If you are planning to start a business or side-project, something that you have to take into account is DevOps. Why should you care? As your business needs grow, you will have different infrastructure needs. Thus, if you build everything in the right way since the beginning, the cost of changing and upgrading will be lower. Without take any longer, let’s introduce:
Terraform aims to provide a workflow to manage infrastructures. It allows you to define infrastructures, allowing for a minimal cost to change and deploy changes.
This scheme synthesizes how Terraform works:
Terraform relies on .tf files, that define the infrastructure(terraform-instances). Terraform knows what is deployed through the state file. This state is stored by default in a local file named “terraform.tfstate”. It can also be stored remotely, which works better in a team environment. Terraform allows for several providers, normally initialized in a file called terraform-provider.tf. If you want to check in more detail how it works, check this introduction video, by Terraform.
I strongly recommend you to use Vagrant. If you don’t know what Vagrant is or how it works, this article is suited for you (it even explains step by step how to configure the tool and their dependencies).
Before we start…
Step 1: Know your resources.
If you open the support files, you will see several filetypes: .tf, .yml, .cfg, .sh and a Vagrant file.
We can see 3 logical groups: files associated with Vagrant, Ansible, and Terraform. Vagrant provides you a virtual machine with the software required to run Terraform. Or, if you don’t want to use a virtual machine, you can install Terraform on your host machine.
Ansible is an open-source tool that aims to ease provisioning. Ansible will connect to the deployed instances by Terraform. After that, it will install the software required.
Finally, Terraform will be responsible for deploying the infrastructure.
Step 2: Initialize the virtual machine.
On the same directory that you have your support files, run vagrant up and wait for the machine to boot. Note that Vagrants synchronizes the current folder with terraform-experiment.
Now we are ready for the next step.
Step 3: Understand the Terraform support files.
As you can see, there are several variable declarations on this file. Some variables that are going to be passed to our provider.

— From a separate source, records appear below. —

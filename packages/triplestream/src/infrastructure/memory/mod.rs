//! In-memory TripleSource
//!
//! Statements live in a copy-on-write vector behind a `parking_lot::RwLock`.
//! A query takes a snapshot (`Arc` clone) and then matches lazily, so writers
//! never wait on open cursors and cursors never observe later writes.

use std::collections::HashSet;
use std::sync::atomic::{AtomicUsize, Ordering};
use std::sync::Arc;

use parking_lot::RwLock;
use tracing::{debug, warn};

use crate::domain::{Pattern, Statement, TripleSource};
use crate::error::{EvalError, Result};
use crate::iteration::{BoxIteration, Iteration, IterationState};

/// Statement set held in process memory
#[derive(Default)]
pub struct MemoryTripleSource {
    statements: RwLock<Arc<Vec<Statement>>>,
    open: Arc<AtomicUsize>,
}

impl MemoryTripleSource {
    pub fn new() -> Self {
        Self::default()
    }

    /// Add a statement; returns `false` if it was already present
    pub fn add(&self, statement: Statement) -> bool {
        let mut guard = self.statements.write();
        if guard.contains(&statement) {
            return false;
        }
        Arc::make_mut(&mut *guard).push(statement);
        true
    }

    /// Add many statements, skipping duplicates; returns how many were new
    pub fn extend(&self, statements: impl IntoIterator<Item = Statement>) -> usize {
        let mut guard = self.statements.write();
        let mut seen: HashSet<Statement> = guard.iter().cloned().collect();
        let fresh: Vec<Statement> = statements
            .into_iter()
            .filter(|s| seen.insert(s.clone()))
            .collect();
        let added = fresh.len();
        if added > 0 {
            Arc::make_mut(&mut *guard).extend(fresh);
        }
        added
    }

    /// Remove every statement matching `pattern`; returns how many were removed
    pub fn remove_matching(&self, pattern: &Pattern) -> usize {
        let mut guard = self.statements.write();
        let before = guard.len();
        Arc::make_mut(&mut *guard).retain(|s| !pattern.matches(s));
        before - guard.len()
    }

    pub fn len(&self) -> usize {
        self.statements.read().len()
    }

    pub fn is_empty(&self) -> bool {
        self.statements.read().is_empty()
    }

    /// Cursors handed out and not yet closed or dropped
    pub fn open_iterations(&self) -> usize {
        self.open.load(Ordering::SeqCst)
    }
}

impl FromIterator<Statement> for MemoryTripleSource {
    fn from_iter<T: IntoIterator<Item = Statement>>(iter: T) -> Self {
        let source = Self::new();
        source.extend(iter);
        source
    }
}

impl TripleSource for MemoryTripleSource {
    fn get_statements(&self, pattern: &Pattern) -> Result<BoxIteration<'_, Statement>> {
        let snapshot = Arc::clone(&*self.statements.read());
        debug!(
            "memory source: pattern {} over {} statements",
            pattern,
            snapshot.len()
        );
        self.open.fetch_add(1, Ordering::SeqCst);
        Ok(Box::new(MemoryCursor {
            snapshot,
            pattern: pattern.clone(),
            position: 0,
            lookahead: None,
            open: Arc::clone(&self.open),
            state: IterationState::Open,
        }))
    }
}

/// Lazy matcher over one snapshot
struct MemoryCursor {
    snapshot: Arc<Vec<Statement>>,
    pattern: Pattern,
    position: usize,
    lookahead: Option<usize>,
    open: Arc<AtomicUsize>,
    state: IterationState,
}

impl MemoryCursor {
    fn seek(&mut self) -> Option<usize> {
        if self.lookahead.is_none() {
            while self.position < self.snapshot.len() {
                let idx = self.position;
                self.position += 1;
                if self.pattern.matches(&self.snapshot[idx]) {
                    self.lookahead = Some(idx);
                    break;
                }
            }
        }
        self.lookahead
    }

    fn release(&mut self) {
        if self.state.mark_closed() {
            self.open.fetch_sub(1, Ordering::SeqCst);
        }
    }
}

impl Iteration for MemoryCursor {
    type Item = Statement;

    fn has_next(&mut self) -> Result<bool> {
        self.state.ensure_open()?;
        Ok(self.seek().is_some())
    }

    fn next(&mut self) -> Result<Statement> {
        self.state.ensure_open()?;
        let idx = self.seek().ok_or_else(EvalError::exhausted)?;
        self.lookahead = None;
        Ok(self.snapshot[idx].clone())
    }

    fn close(&mut self) -> Result<()> {
        self.release();
        Ok(())
    }
}

impl Drop for MemoryCursor {
    fn drop(&mut self) {
        if !self.state.is_closed() {
            warn!("memory source: cursor for {} dropped without close", self.pattern);
            self.release();
        }
    }
}
//! Vocabulary terms used by the evaluation layer

pub mod rdf {
    use crate::domain::model::{Iri, Resource};

    pub const NAMESPACE: &str = "http://www.w3.org/1999/02/22-rdf-syntax-ns#";

    pub const FIRST: &str = "http://www.w3.org/1999/02/22-rdf-syntax-ns#first";
    pub const REST: &str = "http://www.w3.org/1999/02/22-rdf-syntax-ns#rest";
    pub const NIL: &str = "http://www.w3.org/1999/02/22-rdf-syntax-ns#nil";
    pub const LANG_STRING: &str = "http://www.w3.org/1999/02/22-rdf-syntax-ns#langString";

    pub fn first() -> Iri {
        Iri::new(FIRST)
    }

    pub fn rest() -> Iri {
        Iri::new(REST)
    }

    /// Empty-list sentinel
    pub fn nil() -> Resource {
        Resource::iri(NIL)
    }

    pub fn lang_string() -> Iri {
        Iri::new(LANG_STRING)
    }
}

pub mod xsd {
    use crate::domain::model::Iri;

    pub const NAMESPACE: &str = "http://www.w3.org/2001/XMLSchema#";

    pub const BOOLEAN: &str = "http://www.w3.org/2001/XMLSchema#boolean";
    pub const STRING: &str = "http://www.w3.org/2001/XMLSchema#string";

    pub fn boolean() -> Iri {
        Iri::new(BOOLEAN)
    }

    pub fn string() -> Iri {
        Iri::new(STRING)
    }
}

Terraform’s providers are initialized in a different way, as they have different APIs. In other words, you need different variables set for each provider you are using. The variables you need for OpenStack are listed here. For this experiment, I’m going to use a private cloud from my university, based on OpenStack. You can use, for example, SUSE OpenStack Cloud, OpenTelekomCloud or any of this OpenStack-based private clouds. You can install OpenStack locally, and operate from there (the cheapest solution).